*Your goal:* Copy out each line of the data that holds the string "info".

*Study material:*
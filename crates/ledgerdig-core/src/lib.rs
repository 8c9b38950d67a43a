//! # ledgerdig-core
//!
//! A library for recovering accounting records from indexed-file database
//! dumps whose schema is not available.
//!
//! This crate provides the core functionality for:
//! - Scanning raw `.DAT` bytes for account, balance and name records
//! - Merging the noisy output of several independent strategies
//! - Exporting the recovered records as CSV and JSON
//!
//! ## Architecture
//!
//! The library is organized into several modules:
//!
//! - [`scanner`]: Printable runs, file headers and the record strategies
//! - [`records`]: Record types, account classification and reconciliation
//! - [`names`]: Customer and vendor name filtering
//! - [`extract`]: Per-directory extraction and source fallback
//! - [`export`]: CSV and JSON output
//! - [`error`]: Error types and handling
//!
//! ## Example
//!
//! ```no_run
//! use ledgerdig_core::{Exporter, PatternSource, RecordSource, SourceSet};
//!
//! let sources = SourceSet::in_dir("./company-data");
//! let result = PatternSource::new(sources).extract()?;
//!
//! for account in &result.chart_of_accounts {
//!     println!("{} {} {}", account.account_number, account.account_name, account.account_type);
//! }
//!
//! Exporter::new("./output").write(&result)?;
//! # Ok::<(), Box<dyn std::error::Error>>(())
//! ```
//!
//! ## Extensibility
//!
//! - [`ScanStrategy`]: Add account strategies or replace a scanner
//! - [`RecordSource`]: Plug in a schema-aware source tried before the engine

#![deny(unsafe_code)]
#![warn(missing_docs, rust_2018_idioms, unreachable_pub)]

pub mod error;
pub mod export;
pub mod extract;
pub mod names;
pub mod records;
pub mod scanner;

// Re-export primary types for convenience
pub use error::{Error, Result};
pub use export::{ExportSummary, Exporter, ImportDocument};
pub use extract::{extract_with_fallback, PatternSource, RecordSource, SourceKind, SourceSet};
pub use names::{NameFilter, NameKind};
pub use records::{
    reconcile, AccountRecord, AccountType, BalanceRecord, ExtractionResult, Keyed, NameRecord,
    Reconciler,
};
pub use scanner::{AccountScanner, BalanceScanner, FileHeader, ScanStrategy, ScannerConfig};

/// Crate version for programmatic access
pub const VERSION: &str = env!("CARGO_PKG_VERSION");
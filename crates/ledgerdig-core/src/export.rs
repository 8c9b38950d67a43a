//! Writing recovered records to disk.
//!
//! Output layout:
//!
//! - `extracted_data.json`: every list, always written
//! - `chart_of_accounts.csv`, `balances.csv`, `customers.csv`, `vendors.csv`:
//!   one table per non-empty list
//! - `import_ready.json`: accounts with their balance joined in, plus the
//!   customer and vendor lists

use crate::error::{Error, Result};
use crate::records::{AccountType, ExtractionResult, NameRecord};
use serde::Serialize;
use std::collections::HashMap;
use std::fs;
use std::io::Write;
use std::path::PathBuf;
use tracing::{debug, info};

/// Aggregate JSON file name
pub const AGGREGATE_FILE: &str = "extracted_data.json";
/// Import-ready JSON file name
pub const IMPORT_FILE: &str = "import_ready.json";
/// Chart of accounts table
pub const ACCOUNTS_CSV: &str = "chart_of_accounts.csv";
/// Balances table
pub const BALANCES_CSV: &str = "balances.csv";
/// Customers table
pub const CUSTOMERS_CSV: &str = "customers.csv";
/// Vendors table
pub const VENDORS_CSV: &str = "vendors.csv";

/// Balance used for accounts with no recovered balance
const DEFAULT_BALANCE: &str = "0";

/// Balance column of the import file
#[derive(Debug, Clone, PartialEq, Serialize)]
#[serde(untagged)]
pub enum ImportBalance {
    /// Recovered balance
    Amount(f64),
    /// No balance was linked to the account
    Missing(&'static str),
}

/// One account in the import file
#[derive(Debug, Clone, PartialEq, Serialize)]
pub struct ImportAccount<'a> {
    /// Account number
    pub account_number: &'a str,
    /// Account name
    pub account_name: &'a str,
    /// Account category
    #[serde(rename = "type")]
    pub account_type: AccountType,
    /// Joined balance
    pub balance: ImportBalance,
}

/// The import-ready document
#[derive(Debug, Clone, PartialEq, Serialize)]
pub struct ImportDocument<'a> {
    /// Accounts with balances
    pub accounts: Vec<ImportAccount<'a>>,
    /// Customers
    pub customers: &'a [NameRecord],
    /// Vendors
    pub vendors: &'a [NameRecord],
}

impl<'a> ImportDocument<'a> {
    /// Left-joins balances onto accounts by account number
    pub fn build(result: &'a ExtractionResult) -> Self {
        let mut by_account: HashMap<&str, f64> = HashMap::new();
        for record in &result.balances {
            if let Some(number) = record.account_number.as_deref() {
                by_account.entry(number).or_insert(record.balance);
            }
        }

        let accounts = result
            .chart_of_accounts
            .iter()
            .map(|account| ImportAccount {
                account_number: &account.account_number,
                account_name: &account.account_name,
                account_type: account.account_type,
                balance: by_account
                    .get(account.account_number.as_str())
                    .map_or(ImportBalance::Missing(DEFAULT_BALANCE), |&b| {
                        ImportBalance::Amount(b)
                    }),
            })
            .collect();

        Self {
            accounts,
            customers: &result.customers,
            vendors: &result.vendors,
        }
    }
}

/// Files produced by one export
#[derive(Debug, Clone, Default, PartialEq, Eq)]
pub struct ExportSummary {
    /// Paths written, in write order
    pub written: Vec<PathBuf>,
}

/// Writes an [`ExtractionResult`] into an output directory
#[derive(Debug, Clone)]
pub struct Exporter {
    dir: PathBuf,
}

impl Exporter {
    /// Creates an exporter targeting `dir`
    pub fn new(dir: impl Into<PathBuf>) -> Self {
        Self { dir: dir.into() }
    }

    /// Writes every output file
    pub fn write(&self, result: &ExtractionResult) -> Result<ExportSummary> {
        fs::create_dir_all(&self.dir).map_err(|e| Error::directory_create(&self.dir, e))?;

        let mut summary = ExportSummary::default();

        summary.written.push(self.write_json(AGGREGATE_FILE, result)?);

        let tables = [
            self.write_csv(ACCOUNTS_CSV, &result.chart_of_accounts)?,
            self.write_csv(BALANCES_CSV, &result.balances)?,
            self.write_csv(CUSTOMERS_CSV, &result.customers)?,
            self.write_csv(VENDORS_CSV, &result.vendors)?,
        ];
        summary.written.extend(tables.into_iter().flatten());

        summary
            .written
            .push(self.write_json(IMPORT_FILE, &ImportDocument::build(result))?);

        info!("Wrote {} files to {}", summary.written.len(), self.dir.display());
        Ok(summary)
    }

    fn write_json<T: Serialize>(&self, name: &str, value: &T) -> Result<PathBuf> {
        let path = self.dir.join(name);
        let json = serde_json::to_string_pretty(value)?;
        fs::write(&path, json).map_err(|e| Error::file_write(&path, e))?;
        debug!("Wrote {}", path.display());
        Ok(path)
    }

    /// Writes a table; empty lists produce no file
    fn write_csv<T: Serialize>(&self, name: &str, records: &[T]) -> Result<Option<PathBuf>> {
        if records.is_empty() {
            debug!("Skipping {}: nothing recovered", name);
            return Ok(None);
        }

        let path = self.dir.join(name);
        let file = fs::File::create(&path).map_err(|e| Error::file_write(&path, e))?;
        let mut writer = csv::Writer::from_writer(file);
        for record in records {
            writer.serialize(record)?;
        }
        writer.flush().map_err(|e| Error::file_write(&path, e))?;

        debug!("Wrote {} ({} rows)", path.display(), records.len());
        Ok(Some(path))
    }
}

#[cfg(test)]
mod tests {
    use super::*;
    use crate::records::{AccountRecord, BalanceRecord};
    use pretty_assertions::assert_eq;
    use tempfile::TempDir;

    fn sample() -> ExtractionResult {
        ExtractionResult {
            chart_of_accounts: vec![
                AccountRecord::new("1000", "Cash on hand"),
                AccountRecord::new("2000", "Accounts Payable"),
            ],
            balances: vec![
                BalanceRecord::new(Some("1000".into()), 1500.25),
                BalanceRecord::new(None, 42.0),
            ],
            customers: vec![NameRecord::new("Northwind Traders")],
            vendors: vec![],
        }
    }

    #[test]
    fn test_import_document_left_join() {
        let result = sample();
        let doc = ImportDocument::build(&result);

        assert_eq!(doc.accounts.len(), 2);
        assert_eq!(doc.accounts[0].balance, ImportBalance::Amount(1500.25));
        assert_eq!(doc.accounts[1].balance, ImportBalance::Missing("0"));
        assert_eq!(doc.customers.len(), 1);

        let json = serde_json::to_value(&doc).unwrap();
        assert_eq!(json["accounts"][0]["balance"], serde_json::json!(1500.25));
        assert_eq!(json["accounts"][1]["balance"], serde_json::json!("0"));
        assert_eq!(json["accounts"][1]["type"], serde_json::json!("LIABILITY"));
    }

    #[test]
    fn test_write_outputs() {
        let dir = TempDir::new().unwrap();
        let out = dir.path().join("nested").join("out");
        let summary = Exporter::new(&out).write(&sample()).unwrap();

        let names: Vec<_> = summary
            .written
            .iter()
            .map(|p| p.file_name().unwrap().to_string_lossy().into_owned())
            .collect();
        assert_eq!(
            names,
            vec![
                AGGREGATE_FILE,
                ACCOUNTS_CSV,
                BALANCES_CSV,
                CUSTOMERS_CSV,
                IMPORT_FILE
            ]
        );
        assert!(!out.join(VENDORS_CSV).exists());

        let accounts = fs::read_to_string(out.join(ACCOUNTS_CSV)).unwrap();
        assert_eq!(
            accounts,
            "account_number,account_name,type\n1000,Cash on hand,ASSET\n2000,Accounts Payable,LIABILITY\n"
        );

        let balances = fs::read_to_string(out.join(BALANCES_CSV)).unwrap();
        assert_eq!(balances, "account_number,balance\n1000,1500.25\n,42.0\n");

        let customers = fs::read_to_string(out.join(CUSTOMERS_CSV)).unwrap();
        assert_eq!(customers, "name\nNorthwind Traders\n");

        let aggregate: serde_json::Value =
            serde_json::from_str(&fs::read_to_string(out.join(AGGREGATE_FILE)).unwrap()).unwrap();
        assert_eq!(aggregate["vendors"], serde_json::json!([]));
        assert_eq!(aggregate["balances"][1]["account_number"], serde_json::Value::Null);
        assert_eq!(
            aggregate["chart_of_accounts"][0]["account_name"],
            serde_json::json!("Cash on hand")
        );
    }

    #[test]
    fn test_write_empty_result() {
        let dir = TempDir::new().unwrap();
        let summary = Exporter::new(dir.path())
            .write(&ExtractionResult::default())
            .unwrap();
        assert_eq!(summary.written.len(), 2);
    }
}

*Response box:*
use tracing::{debug, info};
        info!("Wrote {} files to {}", summary.written.len(), self.dir.display());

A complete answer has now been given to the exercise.